If it must be defined, it was that of a Theist with a difference. A
spirit of flame from the empyrean, he found no food in the cold _Deism_
of the eighteenth century, and brought down the marble image from its
pedestal, as by the music of the "Winter's Tale," to live among men and
inspire them. He inherited and _coute que coute_ determined to persist in
the belief that there was a personal God--"a Maker, voiceless, formless,
within our own soul." To Emerson he writes in 1836, "My belief in a
special Providence grows yearly stronger, unsubduable, impregnable"; and
later, "Some strange belief in a special Providence was always in me at
intervals." Thus, while asserting that "all manner of pulpits are as good
as broken and abolished," he clings to the old Ecclefechan days.

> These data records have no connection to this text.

use nalgebra::Vector3;
use serde::{Deserialize, Serialize};
use std::path::Path;

use super::RailBuildError;
use crate::game::geometry::Rgba;

/// Triangle mesh with per-vertex colour tags.
///
/// RGB classifies the surface (vert, grindable) and alpha weights grind edges.
/// Serialized as JSON for the CLI: `{"positions": [[x,y,z],..], "colors": [[r,g,b,a],..], "triangles": [[i,j,k],..]}`.
#[derive(Debug, Clone, Default, PartialEq, Serialize, Deserialize)]
pub struct TaggedMesh {
    pub positions: Vec<[f32; 3]>,
    pub colors: Vec<Rgba>,
    pub triangles: Vec<[u32; 3]>,
}

impl TaggedMesh {
    pub fn new(positions: Vec<[f32; 3]>, colors: Vec<Rgba>, triangles: Vec<[u32; 3]>) -> Self {
        Self {
            positions,
            colors,
            triangles,
        }
    }

    /// Two-triangle quad over corners given in winding order, uniformly tagged.
    pub fn quad(corners: [Vector3<f32>; 4], color: Rgba) -> Self {
        Self {
            positions: corners.iter().map(|c| [c.x, c.y, c.z]).collect(),
            colors: vec![color; 4],
            triangles: vec![[0, 1, 2], [0, 2, 3]],
        }
    }

    /// Axis-aligned horizontal quad centred on `center`.
    pub fn floor(center: Vector3<f32>, half_x: f32, half_z: f32, color: Rgba) -> Self {
        let c = center;
        Self::quad(
            [
                Vector3::new(c.x - half_x, c.y, c.z - half_z),
                Vector3::new(c.x - half_x, c.y, c.z + half_z),
                Vector3::new(c.x + half_x, c.y, c.z + half_z),
                Vector3::new(c.x + half_x, c.y, c.z - half_z),
            ],
            color,
        )
    }

    /// Appends another mesh, re-basing its indices.
    pub fn append(&mut self, other: &TaggedMesh) {
        let base = self.positions.len() as u32;
        self.positions.extend_from_slice(&other.positions);
        self.colors.extend_from_slice(&other.colors);
        self.triangles
            .extend(other.triangles.iter().map(|t| [t[0] + base, t[1] + base, t[2] + base]));
    }

    pub fn vertex(&self, index: u32) -> Option<Vector3<f32>> {
        self.positions
            .get(index as usize)
            .map(|p| Vector3::new(p[0], p[1], p[2]))
    }

    pub fn triangle_colors(&self, triangle: u32) -> Option<[Rgba; 3]> {
        let [a, b, c] = *self.triangles.get(triangle as usize)?;
        Some([
            *self.colors.get(a as usize)?,
            *self.colors.get(b as usize)?,
            *self.colors.get(c as usize)?,
        ])
    }

    /// Checks that colours line up with vertices and every index is in range.
    pub fn validate(&self) -> Result<(), RailBuildError> {
        if self.colors.len() != self.positions.len() {
            return Err(RailBuildError::ColorCountMismatch {
                colors: self.colors.len(),
                vertices: self.positions.len(),
            });
        }
        let vertices = self.positions.len();
        for tri in &self.triangles {
            for &index in tri {
                if index as usize >= vertices {
                    return Err(RailBuildError::IndexOutOfRange { index, vertices });
                }
            }
        }
        Ok(())
    }

    /// Load a mesh from a JSON file
    pub fn from_json_file(path: &Path) -> Result<Self, RailBuildError> {
        let content = std::fs::read_to_string(path).map_err(|source| RailBuildError::Io {
            path: path.to_path_buf(),
            source,
        })?;
        let mesh: Self = serde_json::from_str(&content).map_err(|source| RailBuildError::Json {
            path: path.to_path_buf(),
            source,
        })?;
        mesh.validate()?;
        Ok(mesh)
    }
}
#[test]
fn test_full_charge_ollie_uses_base_force() {
    let (mut sim, id) = floor_sim(SkaterStats::default());
    sim.set_intent(id, &push()).unwrap();
    sim.step(TIMESTEP);
    assert_eq!(sim.skater(id).unwrap().state_kind(), StateKind::Skating);
    sim.skater_mut(id).unwrap().body_mut().velocity = Vector3::new(0.0, 0.0, 10.0);

    sim.set_intent(
        id,
        &Intent {
            jump_down: true,
            jump_held: true,
            ..Intent::default()
        },
    )
    .unwrap();
    sim.step(TIMESTEP);
    let held = Intent {
        jump_held: true,
        ..Intent::default()
    };
    for _ in 0..70 {
        sim.set_intent(id, &held).unwrap();
        sim.step(TIMESTEP);
        assert_eq!(sim.skater(id).unwrap().state_kind(), StateKind::Skating);
    }

    sim.set_intent(
        id,
        &Intent {
            jump_up: true,
            ..Intent::default()
        },
    )
    .unwrap();
    sim.update(TIMESTEP);
    let skater = sim.skater(id).unwrap();
    assert_eq!(skater.state_kind(), StateKind::Airborne);
    // ollie stat 5 samples the 7..12 range at 9.5, full charge keeps all of it
    assert_relative_eq!(skater.body().velocity.y, 9.5, epsilon = 1.0e-4);
    assert!(skater.body().ignore_ground);
}

#[test]
fn test_push_speed_never_exceeds_stat_maximum() {
    let (mut sim, id) = floor_sim(SkaterStats::default());
    let max_speed = PhysicsParameterTable::default()
        .max_push_speed
        .at(SkaterStats::default().speed);

    let mut top = 0.0f32;
    for _ in 0..240 {
        sim.set_intent(id, &push()).unwrap();
        sim.step(TIMESTEP);
        let speed = sim.skater(id).unwrap().body().horizontal_speed();
        assert!(speed <= max_speed + 1.0e-3, "speed {speed} over {max_speed}");
        top = top.max(speed);
    }
    assert_eq!(sim.skater(id).unwrap().state_kind(), StateKind::Skating);
    assert!(top > max_speed - 0.5, "never got near top speed: {top}");
}
/// Deferred work a skater runs at a later simulation time.
#[derive(Debug, Clone, Copy, PartialEq, Eq)]
pub enum ScheduledTask {
    /// Turn ground and rail probes back on after leaving a grind
    RestoreCollision,
}

/// Per-skater "run after N seconds" queue, polled at the start of each physics tick.
///
/// Tasks due at the same time run in the order they were scheduled.
#[derive(Debug, Default, Clone)]
pub struct Scheduler {
    pending: Vec<(f64, ScheduledTask)>,
}

impl Scheduler {
    pub fn new() -> Self {
        Self::default()
    }

    pub fn schedule(&mut self, now: f64, delay: f64, task: ScheduledTask) {
        self.pending.push((now + delay.max(0.0), task));
    }

    /// Removes and returns every task due at or before `now`.
    pub fn poll(&mut self, now: f64) -> Vec<ScheduledTask> {
        let mut due: Vec<(f64, ScheduledTask)> = Vec::new();
        self.pending.retain(|&(at, task)| {
            if at <= now {
                due.push((at, task));
                false
            } else {
                true
            }
        });
        due.sort_by(|a, b| a.0.total_cmp(&b.0));
        due.into_iter().map(|(_, task)| task).collect()
    }

    pub fn clear(&mut self) {
        self.pending.clear();
    }

    pub fn len(&self) -> usize {
        self.pending.len()
    }

    pub fn is_empty(&self) -> bool {
        self.pending.is_empty()
    }
}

"To the last," says Mr. Froude, "he believed as strongly as ever Hebrew
prophet did in spiritual religion;" but if we ask the nature of the God
on whom all relies, he cannot answer even with the Apostles' Creed. Is
He One or Three? "Wer darf ihn nennen." Carlyle's God is not a mere
"tendency that makes for righteousness"; He is a guardian and a guide, to
be addressed in the words of Pope's _Universal Prayer_, which he adopted
as his own. A personal God does not mean a great Figure Head of the
Universe,--Heine's fancy of a venerable old man, before he became "a
knight" of the Holy Ghost,--it means a Supreme Power, Love, or Justice
having relations to the individual man: in this sense Carlyle believed in
Him, though more as Justice, exacting "the terriblest penalties," than
as Love, preaching from the Mount of Olives.